Given that most consumers of the JVM are running their code on servers they run, all running x86 and on Linux (or at least they have control over what the application runs on), most of the functionality in the JVM does not add value but complexity. Sure, there are developers too but the platforms they run are very limited as well.
most of the functionality in the JVM does not add value
How do you figure that an advanced JIT compiler and the world’s fastest GC routines aren’t relevant just because the servers are x86 Linux boxes?
Because the JIT doesn’t have a huge performance impact when you already know what system you’re targeting. And you can get as good GC without the thick layer of bytecode.

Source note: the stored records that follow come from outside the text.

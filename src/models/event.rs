use chrono::{DateTime, Utc};
use serde::{Deserialize, Serialize};
use sqlx::{FromRow, PgPool};
use uuid::Uuid;
use validator::Validate;

#[derive(Debug, Clone, Copy, PartialEq, Eq, Serialize, Deserialize, sqlx::Type)]
#[sqlx(type_name = "text", rename_all = "lowercase")]
#[serde(rename_all = "lowercase")]
pub enum EventType {
    Local,
    Provincial,
    International,
}

#[derive(Debug, Clone, Copy, PartialEq, Eq, Serialize, Deserialize, sqlx::Type)]
#[sqlx(type_name = "text", rename_all = "lowercase")]
#[serde(rename_all = "lowercase")]
pub enum Difficulty {
    Beginner,
    Intermediate,
    Advanced,
    Expert,
}

#[derive(Debug, Clone, Copy, PartialEq, Eq, Serialize, Deserialize, sqlx::Type)]
#[sqlx(type_name = "text", rename_all = "lowercase")]
#[serde(rename_all = "lowercase")]
pub enum EventStatus {
    Draft,
    Published,
    Cancelled,
    Finished,
}

#[derive(Debug, Clone, FromRow, Serialize, Deserialize)]
pub struct Event {
    pub id: Uuid,
    pub title: String,
    pub description: Option<String>,
    #[serde(rename = "type")]
    #[sqlx(rename = "type")]
    pub event_type: EventType,
    pub difficulty: Difficulty,
    pub start_date: DateTime<Utc>,
    pub duration: Option<String>,
    pub distance_km: Option<f64>,
    pub elevation_gain: Option<f64>,
    pub meeting_point: Option<String>,
    pub location_lat: Option<f64>,
    pub location_lng: Option<f64>,
    pub max_participants: Option<i32>,
    pub price: f64,
    pub images: Vec<String>,
    pub includes: Vec<String>,
    pub requirements: Vec<String>,
    pub status: EventStatus,
    pub instagram_url: Option<String>,
    pub tiktok_url: Option<String>,
    pub created_at: DateTime<Utc>,
    pub updated_at: DateTime<Utc>,
}

impl Event {
    /// Spots left for display. `None` means the event has no capacity limit.
    /// Nothing reserves these spots; concurrent bookings may overshoot.
    pub fn remaining_spots(&self, booked_participants: i64) -> Option<i64> {
        self.max_participants
            .map(|max| (i64::from(max) - booked_participants).max(0))
    }
}

/// Admin payload for creating or replacing an event.
#[derive(Debug, Clone, Deserialize, Validate)]
pub struct EventInput {
    #[validate(length(min = 1, max = 200))]
    pub title: String,
    pub description: Option<String>,
    #[serde(rename = "type")]
    pub event_type: EventType,
    pub difficulty: Difficulty,
    pub start_date: DateTime<Utc>,
    pub duration: Option<String>,
    #[validate(range(min = 0.0))]
    pub distance_km: Option<f64>,
    pub elevation_gain: Option<f64>,
    pub meeting_point: Option<String>,
    #[validate(range(min = -90.0, max = 90.0))]
    pub location_lat: Option<f64>,
    #[validate(range(min = -180.0, max = 180.0))]
    pub location_lng: Option<f64>,
    #[validate(range(min = 1))]
    pub max_participants: Option<i32>,
    #[validate(range(min = 0.0))]
    pub price: f64,
    #[serde(default)]
    pub images: Vec<String>,
    #[serde(default)]
    pub includes: Vec<String>,
    #[serde(default)]
    pub requirements: Vec<String>,
    pub status: Option<EventStatus>,
    #[validate(url)]
    pub instagram_url: Option<String>,
    #[validate(url)]
    pub tiktok_url: Option<String>,
}

const EVENT_COLUMNS: &str = "id, title, description, type, difficulty, start_date, duration, \
     distance_km, elevation_gain, meeting_point, location_lat, location_lng, max_participants, \
     price, images, includes, requirements, status, instagram_url, tiktok_url, created_at, updated_at";

impl Event {
    pub async fn find(pool: &PgPool, id: Uuid) -> Result<Option<Event>, sqlx::Error> {
        sqlx::query_as::<_, Event>(&format!("SELECT {EVENT_COLUMNS} FROM events WHERE id = $1"))
            .bind(id)
            .fetch_optional(pool)
            .await
    }

    pub async fn published(pool: &PgPool) -> Result<Vec<Event>, sqlx::Error> {
        sqlx::query_as::<_, Event>(&format!(
            "SELECT {EVENT_COLUMNS} FROM events WHERE status = 'published' ORDER BY start_date ASC"
        ))
        .fetch_all(pool)
        .await
    }

    pub async fn all(pool: &PgPool) -> Result<Vec<Event>, sqlx::Error> {
        sqlx::query_as::<_, Event>(&format!(
            "SELECT {EVENT_COLUMNS} FROM events ORDER BY start_date ASC"
        ))
        .fetch_all(pool)
        .await
    }

    pub async fn create(pool: &PgPool, input: &EventInput) -> Result<Event, sqlx::Error> {
        sqlx::query_as::<_, Event>(&format!(
            r#"
            INSERT INTO events (id, title, description, type, difficulty, start_date, duration,
                distance_km, elevation_gain, meeting_point, location_lat, location_lng,
                max_participants, price, images, includes, requirements, status,
                instagram_url, tiktok_url)
            VALUES ($1, $2, $3, $4, $5, $6, $7, $8, $9, $10, $11, $12, $13, $14, $15, $16, $17, $18, $19, $20)
            RETURNING {EVENT_COLUMNS}
            "#
        ))
        .bind(Uuid::new_v4())
        .bind(&input.title)
        .bind(&input.description)
        .bind(input.event_type)
        .bind(input.difficulty)
        .bind(input.start_date)
        .bind(&input.duration)
        .bind(input.distance_km)
        .bind(input.elevation_gain)
        .bind(&input.meeting_point)
        .bind(input.location_lat)
        .bind(input.location_lng)
        .bind(input.max_participants)
        .bind(input.price)
        .bind(&input.images)
        .bind(&input.includes)
        .bind(&input.requirements)
        .bind(input.status.unwrap_or(EventStatus::Draft))
        .bind(&input.instagram_url)
        .bind(&input.tiktok_url)
        .fetch_one(pool)
        .await
    }

    pub async fn update(pool: &PgPool, id: Uuid, input: &EventInput) -> Result<Option<Event>, sqlx::Error> {
        sqlx::query_as::<_, Event>(&format!(
            r#"
            UPDATE events SET
                title = $2, description = $3, type = $4, difficulty = $5, start_date = $6,
                duration = $7, distance_km = $8, elevation_gain = $9, meeting_point = $10,
                location_lat = $11, location_lng = $12, max_participants = $13, price = $14,
                images = $15, includes = $16, requirements = $17,
                status = COALESCE($18, status),
                instagram_url = $19, tiktok_url = $20, updated_at = NOW()
            WHERE id = $1
            RETURNING {EVENT_COLUMNS}
            "#
        ))
        .bind(id)
        .bind(&input.title)
        .bind(&input.description)
        .bind(input.event_type)
        .bind(input.difficulty)
        .bind(input.start_date)
        .bind(&input.duration)
        .bind(input.distance_km)
        .bind(input.elevation_gain)
        .bind(&input.meeting_point)
        .bind(input.location_lat)
        .bind(input.location_lng)
        .bind(input.max_participants)
        .bind(input.price)
        .bind(&input.images)
        .bind(&input.includes)
        .bind(&input.requirements)
        .bind(input.status)
        .bind(&input.instagram_url)
        .bind(&input.tiktok_url)
        .fetch_optional(pool)
        .await
    }

    pub async fn delete(pool: &PgPool, id: Uuid) -> Result<bool, sqlx::Error> {
        sqlx::query("DELETE FROM events WHERE id = $1")
            .bind(id)
            .execute(pool)
            .await
            .map(|r| r.rows_affected() > 0)
    }
}

#[cfg(test)]
pub(crate) fn sample_event(price: f64, max_participants: Option<i32>) -> Event {
    let now = Utc::now();
    Event {
        id: Uuid::new_v4(),
        title: "Travesía Cerro Catedral".to_string(),
        description: Some("Salida de día completo".to_string()),
        event_type: EventType::Local,
        difficulty: Difficulty::Intermediate,
        start_date: now + chrono::Duration::days(14),
        duration: Some("6h".to_string()),
        distance_km: Some(42.0),
        elevation_gain: Some(1200.0),
        meeting_point: Some("Base Cerro Catedral".to_string()),
        location_lat: None,
        location_lng: None,
        max_participants,
        price,
        images: vec![],
        includes: vec!["Guía".to_string()],
        requirements: vec!["Casco".to_string()],
        status: EventStatus::Published,
        instagram_url: None,
        tiktok_url: None,
        created_at: now,
        updated_at: now,
    }
}

#[cfg(test)]
mod tests {
    use super::*;

    #[test]
    fn remaining_spots_is_floored_at_zero() {
        let event = sample_event(5000.0, Some(10));
        assert_eq!(event.remaining_spots(3), Some(7));
        assert_eq!(event.remaining_spots(12), Some(0));
    }

    #[test]
    fn unlimited_capacity_has_no_remaining_figure() {
        let event = sample_event(0.0, None);
        assert_eq!(event.remaining_spots(250), None);
    }

    #[test]
    fn event_type_serializes_under_type_key() {
        let json = serde_json::to_value(sample_event(0.0, None)).unwrap();
        assert_eq!(json["type"], "local");
        assert_eq!(json["status"], "published");
    }
}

Um… neither of these assertions are actually true?
JIT allows for optimizations that are impossible to make ahead of time because you don’t have enough data about which code paths are most common–off the top of my head https://en.wikipedia.org/wiki/Inline_caching#Megamorphic_inline_caching but there are loads more. LuaJIT was able to bring incredible performance improvements to Lua but was x86-only for a long time.

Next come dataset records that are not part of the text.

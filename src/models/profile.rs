use chrono::{DateTime, Utc};
use serde::{Deserialize, Serialize};
use sqlx::{FromRow, PgPool};
use uuid::Uuid;
use validator::Validate;

#[derive(Debug, Clone, Copy, PartialEq, Eq, Serialize, Deserialize, sqlx::Type)]
#[sqlx(type_name = "text", rename_all = "lowercase")]
#[serde(rename_all = "lowercase")]
pub enum Role {
    Admin,
    Subscriber,
    Visitor,
}

#[derive(Debug, Clone, Copy, PartialEq, Eq, Serialize, Deserialize, sqlx::Type)]
#[sqlx(type_name = "text", rename_all = "lowercase")]
#[serde(rename_all = "lowercase")]
pub enum ExperienceLevel {
    Beginner,
    Intermediate,
    Advanced,
    Expert,
}

#[derive(Debug, Clone, FromRow, Serialize)]
pub struct Profile {
    pub id: Uuid,
    pub email: String,
    #[serde(skip_serializing)]
    pub password_hash: String,
    pub full_name: Option<String>,
    pub phone: Option<String>,
    pub experience_level: ExperienceLevel,
    pub bike_size: Option<String>,
    pub role: Role,
    pub created_at: DateTime<Utc>,
    pub updated_at: DateTime<Utc>,
}

#[derive(Debug, Deserialize, Validate)]
pub struct RegisterRequest {
    #[validate(email)]
    pub email: String,
    #[validate(length(min = 8, max = 128))]
    pub password: String,
    #[validate(length(min = 1, max = 120))]
    pub full_name: String,
}

#[derive(Debug, Deserialize, Validate)]
pub struct ProfileUpdate {
    #[validate(length(min = 1, max = 120))]
    pub full_name: Option<String>,
    #[validate(length(max = 40))]
    pub phone: Option<String>,
    pub experience_level: Option<ExperienceLevel>,
    #[validate(length(max = 20))]
    pub bike_size: Option<String>,
}

impl Profile {
    pub async fn find_by_email(pool: &PgPool, email: &str) -> Result<Option<Profile>, sqlx::Error> {
        sqlx::query_as::<_, Profile>("SELECT * FROM profiles WHERE lower(email) = lower($1)")
            .bind(email)
            .fetch_optional(pool)
            .await
    }

    pub async fn find(pool: &PgPool, id: Uuid) -> Result<Option<Profile>, sqlx::Error> {
        sqlx::query_as::<_, Profile>("SELECT * FROM profiles WHERE id = $1")
            .bind(id)
            .fetch_optional(pool)
            .await
    }

    pub async fn create(
        pool: &PgPool,
        email: &str,
        password_hash: &str,
        full_name: &str,
    ) -> Result<Profile, sqlx::Error> {
        sqlx::query_as::<_, Profile>(
            "INSERT INTO profiles (id, email, password_hash, full_name)
             VALUES ($1, $2, $3, $4)
             RETURNING *",
        )
        .bind(Uuid::new_v4())
        .bind(email)
        .bind(password_hash)
        .bind(full_name)
        .fetch_one(pool)
        .await
    }

    pub async fn update(pool: &PgPool, id: Uuid, changes: &ProfileUpdate) -> Result<Option<Profile>, sqlx::Error> {
        sqlx::query_as::<_, Profile>(
            "UPDATE profiles SET
                full_name = COALESCE($2, full_name),
                phone = COALESCE($3, phone),
                experience_level = COALESCE($4, experience_level),
                bike_size = COALESCE($5, bike_size),
                updated_at = NOW()
             WHERE id = $1
             RETURNING *",
        )
        .bind(id)
        .bind(&changes.full_name)
        .bind(&changes.phone)
        .bind(changes.experience_level)
        .bind(&changes.bike_size)
        .fetch_optional(pool)
        .await
    }

    pub async fn all(pool: &PgPool) -> Result<Vec<Profile>, sqlx::Error> {
        sqlx::query_as::<_, Profile>("SELECT * FROM profiles ORDER BY created_at DESC")
            .fetch_all(pool)
            .await
    }

    pub async fn update_role(pool: &PgPool, id: Uuid, role: Role) -> Result<Option<Profile>, sqlx::Error> {
        sqlx::query_as::<_, Profile>(
            "UPDATE profiles SET role = $2, updated_at = NOW() WHERE id = $1 RETURNING *",
        )
        .bind(id)
        .bind(role)
        .fetch_optional(pool)
        .await
    }

    /// Bcrypt check against the stored hash, run on the blocking pool.
    /// Malformed hashes never match.
    pub async fn check_password(&self, password: &str) -> Result<bool, tokio::task::JoinError> {
        let hash = self.password_hash.clone();
        let password = password.to_string();
        tokio::task::spawn_blocking(move || bcrypt::verify(password, &hash).unwrap_or(false)).await
    }

    pub fn display_name(&self) -> &str {
        self.full_name.as_deref().unwrap_or(&self.email)
    }
}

Of the top 5 most efficient GC implementations 2 or 3 of them are on the JVM where it’s not unusual to see hundreds of gigabytes collected in under 100ms. I’d be surprised if more than 1 of them are on a platform that doesn’t use bytecode, but whether a runtime uses bytecode or not is completely unrelated to its garbage collection performance.
Being able to do optimizations not possible in AOT doesn’t necessarily translate into faster programs. To take one data point, Java does worse than C in all cases in the computer benchmark game
Comparing Java to Ocaml, a language implementation with orders of magnitude less person-time put into it, Java does better than Ocaml but does worse in the longer running benchmarks.
Now, many of these are short-lived so you can argue this isn’t the sweet spot for Java, that’s fine, but I don’t have any other data points to call on. Anecdotally, my own experience in running long-lived services in Java is that the JIT is not impacting performance relative to similar AOT, but the JVM being significantly more complex to operate.
You can also say that against C, Java is much more high-level and safe so it’s still doing pretty good against C. Sure. But, for me, I can take Ocaml which is pretty comparable, performance wise, and has a significantly simpler implementation and run-time, so I’d gladly take that. And, again, Ocaml is comparable in performance with orders of magnitude less person-effort put into it.
So if you have some performance numbers that show a clear benefit of the JIT, happy to see them, but as far as I can see the JIT is complexity without much win.